Не надо было предаваться мечтам, надо было довериться стадному инстинкту, подумал я. Надо было идти вместе со всем лагерем, двери немецких вилл угодливо открывались тогда перед бывшими узниками; женщины со страху мыли им ноги и безотказно шли в постель. И дураки, и умные одинаково изголодались. Но дураки насиловали первых встречных баб и тащили в лагерь лук и мясо, а умные грабили одежду, часы и золото — любовницы отыскивались сами. Зачем я тогда бессмысленно слонялся по лагерю, высмеивая и тех и других? Какой еще нравственности мне не хватало? Если б я тогда разбогател, сейчас пустил бы капитал в оборот, я ведь скорее умный, чем дурак. Сколько лет мечтал о свободе, а когда она пришла — растерялся, как импотент. Суметь бы хоть написать об этом!
— Скажи, пусть заплатит тебе за посредничество в любовной сделке, — по-польски сказал варшавянин. Он сидел в другом углу купе и, лениво развалясь, смотрел в пустой коридор. Скучая, зевнул, взял сигарету, протянул портсигар женщине. Она порылась там и, нащупав подходящую сигарету — не слишком твердую и не слишком выкрошенную, — попросила огня. Вагон дернулся, и поезд наконец тронулся — медленно поплыли назад развалины вокзала, сгоревшие железнодорожные мастерские. В развалинах там и сям торчали искривленные ржавые рельсы, трудилось мятое, изъеденное ржой железо, громоздились остовы паровозов, искореженных бомбами.
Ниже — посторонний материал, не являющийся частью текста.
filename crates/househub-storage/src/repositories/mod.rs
//! Typed repositories over the JSON datasets.

pub mod house;
pub mod leaderboard;
pub mod user;

pub use house::HouseRepository;
pub use leaderboard::LeaderboardRepository;
pub use user::UserRepository;
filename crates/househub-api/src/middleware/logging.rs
//! Request/response logging middleware.

use std::time::Instant;

use axum::extract::Request;
use axum::middleware::Next;
use axum::response::Response;
use tracing::info;

/// Logs request method, path, status, and duration.
pub async fn request_logging(request: Request, next: Next) -> Response {
    let method = request.method().clone();
    let path = request.uri().path().to_string();
    let start = Instant::now();

    let response = next.run(request).await;

    info!(
        method = %method,
        path = %path,
        status = response.status().as_u16(),
        duration_ms = start.elapsed().as_millis() as u64,
        "HTTP request"
    );

    response
}
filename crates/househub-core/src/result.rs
//! Convenience result type alias for HouseHub.

use crate::error::AppError;

/// A specialized `Result` type for HouseHub operations.
pub type AppResult<T> = Result<T, AppError>;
Зеленая лужайка у полуразрушенных стен вдоль путей сплошь была изрыта воронками, в них скопилась мутная грязная вода. Поезд прогрохотал по высокому виадуку, с которого виден был разбитый, красный, словно с ободранной кожей город, миновал пригороды и, набирая скорость, выехал на насыпь.
Альбинос с синими ногтями вытащил из кармана пачку сигарет в целлофане, распечатал, щелкнул по донышку пальцем, вытащил одну сигарету, остальные протянул женщине.
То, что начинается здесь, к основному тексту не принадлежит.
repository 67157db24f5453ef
//! `JsonBody` extractor: bounded, time-limited JSON request bodies.

use std::time::Duration;

use axum::extract::{FromRequest, Request};
use serde::de::DeserializeOwned;
use tracing::debug;

use househub_core::error::AppError;

use crate::error::ApiError;
use crate::state::AppState;

/// A JSON request body read under the configured size and time limits.
///
/// An empty body deserializes as `T::default()`. Oversized, slow, or
/// malformed bodies are rejected as validation errors (400).
#[derive(Debug, Clone)]
pub struct JsonBody<T>(pub T);

impl<T> FromRequest<AppState> for JsonBody<T>
where
    T: DeserializeOwned + Default + Send,
{
    type Rejection = ApiError;

    async fn from_request(req: Request, state: &AppState) -> Result<Self, Self::Rejection> {
        let limits = &state.config.server;
        let timeout = Duration::from_secs(limits.body_timeout_seconds);

        let bytes = tokio::time::timeout(
            timeout,
            axum::body::to_bytes(req.into_body(), limits.max_body_bytes),
        )
        .await
        .map_err(|_| AppError::validation("Request body timed out"))?
        .map_err(|e| {
            debug!(error = %e, "Rejected request body");
            AppError::validation("Request body too large")
        })?;

        if bytes.iter().all(u8::is_ascii_whitespace) {
            return Ok(Self(T::default()));
        }

        serde_json::from_slice(&bytes).map(Self).map_err(|e| {
            debug!(error = %e, "Malformed JSON body");
            AppError::validation("Invalid JSON body").into()
        })
    }
}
— Она мне нравится, не такая назойливая, как француженки, — сказал солдат. Женщина колебалась, альбинос поощрил ее жестом. Она, с милой застенчивостью пожав плечами, спрятала сигареты в сумочку. Ногами женщина упиралась в трубы радиатора, ноги у нее были стройные и в тонких темных чулках казались загорелыми.
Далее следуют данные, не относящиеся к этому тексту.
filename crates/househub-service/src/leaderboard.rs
//! Leaderboard ranking.

use std::sync::Arc;

use serde_json::Value;

use househub_core::result::AppResult;
use househub_entity::leaderboard::{LeaderboardEntry, RankedEntry};
use househub_storage::repositories::LeaderboardRepository;

/// Serves the ranked leaderboard.
#[derive(Debug, Clone)]
pub struct LeaderboardService {
    leaderboard: Arc<LeaderboardRepository>,
}

impl LeaderboardService {
    pub fn new(leaderboard: Arc<LeaderboardRepository>) -> Self {
        Self { leaderboard }
    }

    /// Loads the leaderboard and ranks it.
    pub async fn ranked(&self) -> AppResult<Vec<RankedEntry>> {
        let entries = self.leaderboard.find_all().await?;
        Ok(rank_entries(entries))
    }
}

/// Orders entries by points, highest first, and assigns ranks.
///
/// The sort is stable, so entries with equal points keep their file order.
/// Missing or non-numeric `points` sort as zero. A non-null `rank` is kept
/// whatever its type; otherwise the entry's 1-based position is used.
pub fn rank_entries(mut entries: Vec<LeaderboardEntry>) -> Vec<RankedEntry> {
    entries.sort_by(|a, b| b.points().total_cmp(&a.points()));
    entries
        .into_iter()
        .zip(1u64..)
        .map(|(entry, position)| {
            let mut fields = entry.fields;
            let rank = fields
                .remove("rank")
                .filter(|r| !r.is_null())
                .unwrap_or_else(|| Value::from(position));
            RankedEntry { rank, fields }
        })
        .collect()
}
— Красивые, в самом деле красивые, — серьезно сказал я женщине, пояснив свои слова жестом. Ее большой рот был ярко накрашен на американский манер, едва заметные уютные морщинки под глазами при улыбке сбегались к носу. Светлые волосы мягкими волнами падали на плечи. Одета она была безвкусно и вызывающе: голубой ворсистый плащ, под ним прозрачное бледно-розовое платье с вышивкой, без декольте — такие носили в Германии во время войны. Сквозь платье просвечивал темно-синий шелк, плотно облегающий тело.
— Ты лучше оставь эту женщину, — раздраженно сказал альбинос с синими ногтями, он понял мой жест.
В купе становилось жарко от нагретых труб. Альбинос расстегнул шерстяную рубаху, обнажив волосатую веснушчатую грудь, белую, как у женщины под лифчиком.
— Ничего удивительного, что они вам нравятся, — снисходительно заметила женщина. — До войны я была балериной, ну, а теперь… Может, буду танцевать в офицерских казино, для американцев. Но знаете, мой муж…
Я родился во второй раз, подумал я, могу начинать жить заново. От прежней жизни мне остались имя, номер на левом предплечье, немецкий мундир и опыт. Теперь я мог бы подкопить немного деньжат, если только он и правда возьмет меня в долю. Поживу пару месяцев у него, а потом перейду границу, во Францию подамся или в Италию, в армию, туда можно запросто добраться машинами через Бреннер. Могу поступить в университет в Париже, в Болонье или в Риме. Но зачем в таком случае я торчал столько месяцев здесь? Надо было ехать сразу, пока еще нам повсюду раскрывали объятия и кошельки. И так ли уж хорошо узнал я эту страну и этих людей, чтобы уже покинуть их? Я не сумею написать о них правду. Образы и пейзажи я составляю из одних и тех же элементов — могу перечислить их по пальцам. Конечно, я тоже мог бы лгать, прибегая к вековечным литературным приемам, привычно имитирующим правду жизни, но на это у меня не хватает воображения. К тому же я не знаю ни французского ни итальянского.